It appears that after the death of Lt. Bauer, but before plaintiffs served their claim for compensation, the Minnesota Legislature enacted L. 1963, c. 854, effective May 23, 1963, which provided:

“Section 1. Minnesota Statutes 1961, Chapter 192, is amended by adding a new section to read:
“[192.391] Any payments made to a member of the national guard, his dependent widow, minor children or parent under any law of the United States of America arising out of the injury or death for which a claim for compensation is made against the state of Minnesota under Minnesota Statutes 1961, Sections 192.38 or 192.39, except payments under the federal social security act or the federal government life insurance program for members of the armed forces, shall be deducted from any payments made pursuant to said sections 192.38 or 192.39.
“Sec. 2. Section 1 applies to all claims past, present, and future arising under Minnesota Statutes 1961, Sections 192.38 or 192.39, except claims now pending before a court.”

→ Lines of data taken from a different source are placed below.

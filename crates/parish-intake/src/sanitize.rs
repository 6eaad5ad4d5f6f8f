//! Free-text cleanup for visitor input.
//!
//! Every accepted string is trimmed, stripped of script blocks and HTML tags,
//! whitespace-collapsed and length-capped. Structured fields (email, phone,
//! zip code) must also match a shape; when they don't, the field is dropped
//! rather than the whole submission rejected.

use std::sync::LazyLock;

use regex::Regex;

pub const MAX_NAME_LENGTH: usize = 100;
pub const MAX_EMAIL_LENGTH: usize = 100;
pub const MAX_PHONE_LENGTH: usize = 20;
pub const MAX_ADDRESS_LENGTH: usize = 255;
pub const MAX_CITY_LENGTH: usize = 100;
pub const MAX_ZIP_LENGTH: usize = 20;
pub const MAX_SUFFIX_LENGTH: usize = 10;
pub const MAX_GENERAL_LENGTH: usize = 150;

fn regex(pattern: &str) -> Regex {
  Regex::new(pattern).expect("static regex is valid")
}

static EMAIL: LazyLock<Regex> = LazyLock::new(|| {
  regex(
    r"^[a-zA-Z0-9.!#$%&'*+/=?^_`{|}~-]+@[a-zA-Z0-9](?:[a-zA-Z0-9-]{0,61}[a-zA-Z0-9])?(?:\.[a-zA-Z0-9](?:[a-zA-Z0-9-]{0,61}[a-zA-Z0-9])?)+$",
  )
});
static PHONE: LazyLock<Regex> =
  LazyLock::new(|| regex(r"^[0-9\s().+-]{7,20}$"));
static ZIP_CODE: LazyLock<Regex> =
  LazyLock::new(|| regex(r"^[a-zA-Z0-9\s-]{3,10}$"));
static HTML_TAG: LazyLock<Regex> = LazyLock::new(|| regex(r"<[^>]*>"));
static SCRIPT: LazyLock<Regex> = LazyLock::new(|| {
  regex(r"(?is)<script[^>]*>.*?</script>|javascript:|on\w+\s*=")
});
static WHITESPACE: LazyLock<Regex> = LazyLock::new(|| regex(r"\s+"));
static EVENT_HANDLER: LazyLock<Regex> =
  LazyLock::new(|| regex(r"(?i)on\w+\s*="));

const SCRIPT_SIGNATURES: &[&str] = &["<script", "javascript:"];
const SQL_SIGNATURES: &[&str] = &["'; drop", "1=1", "union select", "--"];

// ─── Helpers ─────────────────────────────────────────────────────────────────

/// Remove script blocks and event-handler attributes first, then any
/// remaining tags.
fn strip_markup(input: &str) -> String {
  let without_scripts = SCRIPT.replace_all(input, "");
  HTML_TAG.replace_all(&without_scripts, "").into_owned()
}

/// Cut `s` to at most `max` characters.
fn truncate(s: &str, max: usize) -> &str {
  match s.char_indices().nth(max) {
    Some((idx, _)) => &s[..idx],
    None => s,
  }
}

fn non_blank(input: &str) -> Option<&str> {
  let trimmed = input.trim();
  (!trimmed.is_empty()).then_some(trimmed)
}

// ─── Sanitizers ──────────────────────────────────────────────────────────────

/// General cleanup. Returns `None` when nothing survives.
pub fn sanitize(input: &str) -> Option<String> {
  let stripped = strip_markup(input.trim());
  let collapsed = WHITESPACE.replace_all(&stripped, " ");
  non_blank(&collapsed).map(str::to_owned)
}

/// [`sanitize`] then cap at `max` characters.
pub fn sanitize_name(input: &str, max: usize) -> Option<String> {
  let clean = sanitize(input)?;
  non_blank(truncate(&clean, max)).map(str::to_owned)
}

pub fn sanitize_address(input: &str) -> Option<String> {
  sanitize_name(input, MAX_ADDRESS_LENGTH)
}

pub fn sanitize_city(input: &str) -> Option<String> {
  sanitize_name(input, MAX_CITY_LENGTH)
}

/// Lower-cased address, or `None` if blank, too long, or malformed. Over-long
/// addresses are dropped rather than truncated since a cut address is wrong.
pub fn sanitize_email(input: &str) -> Option<String> {
  let lowered = non_blank(input)?.to_lowercase();
  let clean = strip_markup(&lowered);
  if clean.chars().count() > MAX_EMAIL_LENGTH || !EMAIL.is_match(&clean) {
    return None;
  }
  Some(clean)
}

pub fn sanitize_phone(input: &str) -> Option<String> {
  let clean = strip_markup(non_blank(input)?);
  let clean = truncate(&clean, MAX_PHONE_LENGTH);
  PHONE.is_match(clean).then(|| clean.to_owned())
}

pub fn sanitize_zip_code(input: &str) -> Option<String> {
  let clean = strip_markup(&non_blank(input)?.to_uppercase());
  let clean = truncate(&clean, MAX_ZIP_LENGTH);
  ZIP_CODE.is_match(clean).then(|| clean.to_owned())
}

/// Whether `input` carries a script-injection or SQL-injection signature.
pub fn contains_suspicious_content(input: &str) -> bool {
  let lower = input.to_lowercase();
  SCRIPT_SIGNATURES
    .iter()
    .chain(SQL_SIGNATURES)
    .any(|sig| lower.contains(sig))
    || EVENT_HANDLER.is_match(input)
}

At the first trial of this action defendants conceded that at that time there was a potential state liability of $13,608.75. Defendants, however, contended that all state liability was removed by deduction of Federal benefits pursuant to L. 1963, c. 854. The district court, nevertheless, ordered summary judgment in favor of plaintiffs in the amount of $13,608.75, plus interest. The court in its memorandum indicated that it was of the view that no deduction of Federal benefits could be allowed for the reason that L. 1963, c. 854, could not be applied to claims based upon a death occurring before its enactment. Defendants appealed from the decision of the court below, Halverson v. Rolvaag, 274 Minn. 273, [468]*468143 N. W. (2d) 239, and this court reversed, stating (274 Minn. 276, 143 N. W. [2d] 242):

“* * * We hold that due process does not prevent the application of L. 1963, c. 854, to a claim based upon a death that preceded its enactment where, as here, no claim was made until after enactment and there is no showing that the decedent was induced by the existence of benefits under §§ 192.38 and 192.39 to either enter or continue membership in the Minnesota National Guard. This result does no violence to principles of justice and equity since the only effect of the application of L. 1963, c. 854, is to prevent double recovery.”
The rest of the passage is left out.